For companies and labs working in genomics, digital pathology, AI-enhanced diagnostics, etc., the takeaways are:

• Anchor your claims as close to causal biology as possible.
  That’s where a plausible mechanism–style argument is operationally strongest and most likely to resonate at FDA.

• Design platforms, not one-offs.
  The regulatory logic is much friendlier if you can say:
  “This is the base-editing of diagnostics—one robust platform, many bespoke readouts.”

• Pre-bake natural-history and RWE thinking.
  Even if trials are small, plan from day one:

  • which registries you’ll build,

  • which endpoints you’ll track,

  • how you’ll document that test-driven management really moves patients off their natural course.

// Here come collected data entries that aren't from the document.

//! Single-store lock protocol.
//!
//! Acquisition is an atomic set-if-absent with a fixed-delay retry budget;
//! release and extension verify the lease value server-side in the same
//! atomic unit as the mutation, so a stale holder can never touch a lease
//! that has been reacquired by someone else.

use std::future::Future;
use std::sync::Arc;
use std::time::Duration;

use async_trait::async_trait;
use tokio::time::Instant;
use tracing::{debug, instrument, warn};

use crate::error::{FailureReason, LockError};
use crate::handle::{AcquisitionMetadata, LockHandle, Strategy};
use crate::id;
use crate::options::{LockOptions, SupervisorOptions};
use crate::store::{ExtendOutcome, LockStore};
use crate::supervisor::{self, AbortSignal, Supervised};

/// A mutual-exclusion lease on one key against one store.
pub struct SingleLock {
    store: Arc<dyn LockStore>,
    options: LockOptions,
}

impl std::fmt::Debug for SingleLock {
    fn fmt(&self, f: &mut std::fmt::Formatter<'_>) -> std::fmt::Result {
        f.debug_struct("SingleLock")
            .field("options", &self.options)
            .finish_non_exhaustive()
    }
}

impl SingleLock {
    /// Create a lock for the key described by `options`.
    ///
    /// # Errors
    ///
    /// Returns [`LockError::Configuration`] when the options are invalid
    /// (empty key, zero TTL, out-of-range supervisor ratios).
    pub fn new(store: Arc<dyn LockStore>, options: LockOptions) -> Result<Self, LockError> {
        options.validate()?;
        Ok(Self { store, options })
    }

    /// The options this lock was built with.
    pub fn options(&self) -> &LockOptions {
        &self.options
    }

    /// Acquire the lease, retrying up to the configured budget with a fixed
    /// delay between tries.
    ///
    /// # Errors
    ///
    /// Returns [`LockError::Acquisition`] when every try found the key held
    /// by someone else or failed at the store; the last store error, if
    /// any, is attached as the cause.
    #[instrument(skip(self), fields(key = %self.options.key))]
    pub async fn acquire(&self) -> Result<LockHandle, LockError> {
        let started = Instant::now();
        let value = id::new_lease_value();
        let tries = self.options.retry_attempts.saturating_add(1);
        let mut last_err = None;

        for attempt in 1..=tries {
            match self
                .store
                .set_if_absent(&self.options.key, &value, self.options.ttl)
                .await
            {
                Ok(true) => {
                    debug!(attempt, "lease acquired");
                    return Ok(LockHandle::new(
                        self.options.key.clone(),
                        value,
                        self.options.ttl,
                        AcquisitionMetadata {
                            attempts: attempt,
                            elapsed: started.elapsed(),
                            nodes: vec![self.store.name().to_owned()],
                            strategy: Strategy::Single,
                            validity: None,
                        },
                    ));
                }
                Ok(false) => debug!(attempt, "key already held"),
                Err(e) => {
                    warn!(attempt, error = %e, "store error during acquisition");
                    last_err = Some(e);
                }
            }

            if attempt < tries {
                tokio::time::sleep(self.options.retry_delay).await;
            }
        }

        Err(LockError::Acquisition {
            key: self.options.key.clone(),
            attempts: tries,
            source: last_err,
        })
    }

    /// Release the lease held by `handle`.
    ///
    /// Returns `Ok(true)` iff the lease was deleted, `Ok(false)` when it was
    /// already gone (expired or taken over) — an ordinary outcome, not an
    /// error.
    ///
    /// # Errors
    ///
    /// Returns [`LockError::Release`] when the handle targets a different
    /// key or the store call fails.
    pub async fn release(&self, handle: &LockHandle) -> Result<bool, LockError> {
        if handle.key() != self.options.key {
            return Err(LockError::Release {
                key: handle.key().to_owned(),
                reason: FailureReason::WrongValue,
                source: None,
            });
        }

        self.store
            .delete_if_match(&self.options.key, handle.value())
            .await
            .map_err(|e| LockError::Release {
                key: self.options.key.clone(),
                reason: FailureReason::Store,
                source: Some(e),
            })
    }

    /// Reset the lease expiry to `new_ttl`.
    ///
    /// Returns `Ok(true)` iff the lease still belonged to `handle` and was
    /// extended; `Ok(false)` means the lease is lost and the handle is
    /// dead.
    ///
    /// # Errors
    ///
    /// Returns [`LockError::Configuration`] for a zero TTL and
    /// [`LockError::Extension`] when the handle targets a different key or
    /// the store call fails.
    pub async fn extend(
        &self,
        handle: &LockHandle,
        new_ttl: Duration,
    ) -> Result<bool, LockError> {
        if new_ttl.is_zero() {
            return Err(LockError::Configuration("new ttl must be positive".into()));
        }
        if handle.key() != self.options.key {
            return Err(LockError::Extension {
                key: handle.key().to_owned(),
                reason: FailureReason::WrongValue,
                source: None,
            });
        }

        self.store
            .extend_if_match(&self.options.key, handle.value(), new_ttl)
            .await
            .map_err(|e| LockError::Extension {
                key: self.options.key.clone(),
                reason: FailureReason::Store,
                source: Some(e),
            })
    }

    /// Best-effort diagnostic: whether any holder currently has the key.
    /// Transport errors read as `false`; do not build safety decisions on
    /// this.
    pub async fn is_locked(&self) -> bool {
        matches!(self.store.get(&self.options.key).await, Ok(Some(_)))
    }

    /// Run `routine` inside the lease with automatic renewal.
    ///
    /// The lease is acquired first (the routine is not invoked when that
    /// fails), renewed whenever its remaining TTL crosses the supervisor
    /// threshold, and released on every exit path. A failed renewal aborts
    /// the [`AbortSignal`] passed to the routine; the routine's own result
    /// is returned unchanged.
    ///
    /// # Errors
    ///
    /// Returns [`LockError::Acquisition`] when the lease cannot be
    /// acquired.
    #[instrument(skip(self, routine), fields(key = %self.options.key))]
    pub async fn using<F, Fut, T>(&self, routine: F) -> Result<T, LockError>
    where
        F: FnOnce(AbortSignal) -> Fut,
        Fut: Future<Output = T>,
    {
        let handle = self.acquire().await?;
        Ok(supervisor::supervise(self, &handle, routine).await)
    }
}

#[async_trait]
impl Supervised for SingleLock {
    fn lease_key(&self) -> &str {
        &self.options.key
    }

    fn lease_ttl(&self) -> Duration {
        self.options.ttl
    }

    fn supervisor_options(&self) -> &SupervisorOptions {
        &self.options.supervisor
    }

    async fn renew(&self, handle: &LockHandle, min_remaining: Duration) -> Result<(), String> {
        let key = &self.options.key;
        match self
            .store
            .atomic_extend(key, handle.value(), min_remaining, self.options.ttl)
            .await
        {
            Ok(ExtendOutcome::Extended { .. }) => Ok(()),
            Ok(ExtendOutcome::TooLate { remaining }) => Err(format!(
                "renewal of key `{key}` refused: {remaining:?} left, below the safety window"
            )),
            Ok(ExtendOutcome::ValueMismatch { .. }) => {
                Err(format!("key `{key}` is now held by someone else"))
            }
            Ok(ExtendOutcome::NotFound) => Err(format!("key `{key}` no longer exists")),
            Err(e) => Err(format!("store error while renewing key `{key}`: {e}")),
        }
    }

    async fn settle(&self, handle: &LockHandle) {
        match self
            .store
            .delete_if_match(&self.options.key, handle.value())
            .await
        {
            Ok(true) => debug!(key = %self.options.key, "lease released"),
            Ok(false) => debug!(key = %self.options.key, "lease already gone at release"),
            Err(e) => {
                warn!(key = %self.options.key, error = %e, "release failed; lease will expire on its own");
            }
        }
    }
}
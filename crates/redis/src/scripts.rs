//! Server-side Lua scripts for the compare-and-swap lock operations.
//!
//! Each script takes the lock key as its sole `KEYS` entry and verifies the
//! stored lease value inside the same atomic execution as the mutation.
//! Composing the same checks client-side would admit a race where a holder
//! whose lease expired deletes or extends a lease that has since been
//! reacquired.

/// A Lua script together with the stable identity used as its cache key.
#[derive(Debug, Clone, Copy)]
pub(crate) struct LuaScript {
    pub id: &'static str,
    pub body: &'static str,
}

/// Delete the key only if it holds the expected lease value.
///
/// KEYS\[1\] = lock key
/// ARGV\[1\] = expected lease value
///
/// Returns 1 if the value matched and the key was deleted, 0 otherwise.
pub(crate) const DELETE_IF_MATCH: LuaScript = LuaScript {
    id: "delete_if_match",
    body: r"
if redis.call('GET', KEYS[1]) == ARGV[1] then
    return redis.call('DEL', KEYS[1])
end
return 0
",
};

/// Reset the key's expiry only if it holds the expected lease value.
///
/// KEYS\[1\] = lock key
/// ARGV\[1\] = expected lease value
/// ARGV\[2\] = new TTL in milliseconds
///
/// Returns 1 if extended, 0 otherwise.
pub(crate) const EXTEND_IF_MATCH: LuaScript = LuaScript {
    id: "extend_if_match",
    body: r"
if redis.call('GET', KEYS[1]) == ARGV[1] then
    return redis.call('PEXPIRE', KEYS[1], ARGV[2])
end
return 0
",
};

/// Renewal with a safety window: refuse to extend when the remaining TTL
/// has dropped below the caller's minimum, so a renewal cannot win a race
/// against expiry plus reacquisition and steal the lease from a new holder.
///
/// KEYS\[1\] = lock key
/// ARGV\[1\] = expected lease value
/// ARGV\[2\] = minimum remaining TTL in milliseconds
/// ARGV\[3\] = new TTL in milliseconds
///
/// Returns a three-element array `{code, ttl_ms, message}`:
///   - `{0, -2, 'key_not_found'}` when the key does not exist
///   - `{-1, current_ttl, 'value_mismatch'}` when held by someone else
///   - `{0, current_ttl, 'too_late'}` when below the safety window
///   - `{1, new_ttl, 'extended'}` on success
pub(crate) const ATOMIC_EXTEND: LuaScript = LuaScript {
    id: "atomic_extend",
    body: r"
local current = redis.call('GET', KEYS[1])
if current == false then
    return {0, -2, 'key_not_found'}
end
if current ~= ARGV[1] then
    return {-1, redis.call('PTTL', KEYS[1]), 'value_mismatch'}
end
local ttl = redis.call('PTTL', KEYS[1])
if ttl < tonumber(ARGV[2]) then
    return {0, ttl, 'too_late'}
end
redis.call('PEXPIRE', KEYS[1], ARGV[3])
return {1, tonumber(ARGV[3]), 'extended'}
",
};

/// Fetch the current lease value and remaining TTL in one round trip.
///
/// KEYS\[1\] = lock key
///
/// Returns `{value, ttl_ms}` or false when the key is absent.
pub(crate) const INSPECT: LuaScript = LuaScript {
    id: "inspect",
    body: r"
local value = redis.call('GET', KEYS[1])
if value == false then
    return false
end
return {value, redis.call('PTTL', KEYS[1])}
",
};

#[cfg(test)]
mod tests {
    use super::*;

    #[test]
    fn script_identities_are_distinct() {
        let ids = [
            DELETE_IF_MATCH.id,
            EXTEND_IF_MATCH.id,
            ATOMIC_EXTEND.id,
            INSPECT.id,
        ];
        for (i, a) in ids.iter().enumerate() {
            for b in &ids[i + 1..] {
                assert_ne!(a, b);
            }
        }
    }

    #[test]
    fn mutating_scripts_verify_the_value_first() {
        assert!(DELETE_IF_MATCH.body.contains("GET"));
        assert!(DELETE_IF_MATCH.body.contains("DEL"));
        assert!(EXTEND_IF_MATCH.body.contains("GET"));
        assert!(EXTEND_IF_MATCH.body.contains("PEXPIRE"));
        assert!(ATOMIC_EXTEND.body.contains("PTTL"));
        assert!(ATOMIC_EXTEND.body.contains("too_late"));
    }
}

• Be honest about where plausible mechanism doesn’t save you.
  For diffuse, modest-effect, high-volume risk scores and signatures, you still need the boring stuff:

  • prospective studies,

  • adjudicated endpoints,

  • comparative effectiveness.

In short, Prasad & Makary are articulating, for drugs, a framework that diagnostics have partly lived in informally (via LDTs and mechanistic reasoning) but without the same explicit, principled structure. A future-facing FDA diagnostics framework could borrow the best of that logic—for tightly anchored, high-severity, platform-based tests with strong mechanistic plausibility—while still insisting on more formal evidence for the large universe of softer, multivariate biomarkers where “plausible mechanism” has historically been more mirage than map.